[Opening EXCERPTED RECORDS section]

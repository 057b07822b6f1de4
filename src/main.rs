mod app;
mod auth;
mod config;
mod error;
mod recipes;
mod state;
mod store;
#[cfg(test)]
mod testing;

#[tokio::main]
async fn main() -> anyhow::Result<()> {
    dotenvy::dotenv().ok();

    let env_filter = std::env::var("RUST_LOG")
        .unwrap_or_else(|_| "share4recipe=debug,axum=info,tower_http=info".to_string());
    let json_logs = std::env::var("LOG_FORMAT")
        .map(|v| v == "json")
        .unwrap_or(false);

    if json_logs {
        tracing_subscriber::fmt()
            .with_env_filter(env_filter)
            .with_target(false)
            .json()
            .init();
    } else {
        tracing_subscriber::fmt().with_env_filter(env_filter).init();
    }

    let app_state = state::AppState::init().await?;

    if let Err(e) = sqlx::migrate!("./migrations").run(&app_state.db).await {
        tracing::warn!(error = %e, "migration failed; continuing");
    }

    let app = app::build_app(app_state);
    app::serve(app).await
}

[Closing EXCERPTED RECORDS section]
[Opening EXCERPTED RECORDS section]

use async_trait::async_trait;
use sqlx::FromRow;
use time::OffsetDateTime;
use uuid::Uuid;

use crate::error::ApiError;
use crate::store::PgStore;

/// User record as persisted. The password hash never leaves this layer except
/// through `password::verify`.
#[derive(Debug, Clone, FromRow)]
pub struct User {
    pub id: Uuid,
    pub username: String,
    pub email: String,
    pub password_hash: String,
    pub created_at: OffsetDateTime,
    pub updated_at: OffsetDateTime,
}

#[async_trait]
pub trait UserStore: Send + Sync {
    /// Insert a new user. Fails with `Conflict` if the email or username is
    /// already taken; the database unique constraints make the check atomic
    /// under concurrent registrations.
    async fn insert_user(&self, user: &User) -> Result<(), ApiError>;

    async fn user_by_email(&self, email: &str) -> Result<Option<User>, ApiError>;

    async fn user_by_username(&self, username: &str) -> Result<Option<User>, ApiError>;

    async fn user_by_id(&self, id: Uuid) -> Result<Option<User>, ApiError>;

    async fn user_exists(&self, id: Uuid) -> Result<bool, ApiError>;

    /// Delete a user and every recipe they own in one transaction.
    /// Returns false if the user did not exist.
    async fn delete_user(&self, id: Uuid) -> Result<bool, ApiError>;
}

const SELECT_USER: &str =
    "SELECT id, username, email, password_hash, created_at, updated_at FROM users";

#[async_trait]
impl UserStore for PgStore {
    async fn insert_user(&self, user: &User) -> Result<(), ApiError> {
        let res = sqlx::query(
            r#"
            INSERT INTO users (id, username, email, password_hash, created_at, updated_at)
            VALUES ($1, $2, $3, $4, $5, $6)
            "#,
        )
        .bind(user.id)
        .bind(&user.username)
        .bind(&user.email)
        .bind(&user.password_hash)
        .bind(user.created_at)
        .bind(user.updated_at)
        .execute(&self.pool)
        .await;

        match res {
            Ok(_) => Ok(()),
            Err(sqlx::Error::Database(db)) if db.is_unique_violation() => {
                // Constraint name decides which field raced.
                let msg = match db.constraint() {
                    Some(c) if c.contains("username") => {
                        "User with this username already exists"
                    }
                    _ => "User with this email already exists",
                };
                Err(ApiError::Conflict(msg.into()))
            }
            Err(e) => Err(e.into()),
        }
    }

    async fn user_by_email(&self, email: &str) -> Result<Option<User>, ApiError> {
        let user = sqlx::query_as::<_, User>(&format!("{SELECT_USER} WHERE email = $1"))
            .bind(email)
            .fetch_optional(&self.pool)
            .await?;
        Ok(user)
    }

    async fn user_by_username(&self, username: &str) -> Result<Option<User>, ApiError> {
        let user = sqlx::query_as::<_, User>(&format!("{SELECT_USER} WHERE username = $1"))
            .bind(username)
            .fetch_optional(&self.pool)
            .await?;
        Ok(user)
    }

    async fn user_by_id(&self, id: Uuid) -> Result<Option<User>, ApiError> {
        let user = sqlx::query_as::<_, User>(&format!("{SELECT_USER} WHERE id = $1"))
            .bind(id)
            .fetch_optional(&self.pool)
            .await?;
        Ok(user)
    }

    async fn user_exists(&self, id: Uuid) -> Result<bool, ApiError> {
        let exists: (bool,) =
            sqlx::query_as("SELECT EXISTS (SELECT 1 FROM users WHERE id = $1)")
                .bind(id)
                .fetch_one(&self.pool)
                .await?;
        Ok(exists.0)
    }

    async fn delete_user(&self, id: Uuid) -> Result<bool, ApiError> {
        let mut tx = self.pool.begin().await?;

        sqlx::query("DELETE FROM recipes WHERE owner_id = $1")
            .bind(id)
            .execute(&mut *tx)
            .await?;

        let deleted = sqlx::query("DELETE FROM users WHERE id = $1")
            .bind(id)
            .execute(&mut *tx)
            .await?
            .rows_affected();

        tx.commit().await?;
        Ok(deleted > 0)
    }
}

[Closing EXCERPTED RECORDS section]

**PROBLEM DESCRIPTION**: Only lines containing the word "match" should appear in the answer, and every such line from the records above must be there.

**COMPLETED EXERCISE**:
        match res {
                let msg = match db.constraint() {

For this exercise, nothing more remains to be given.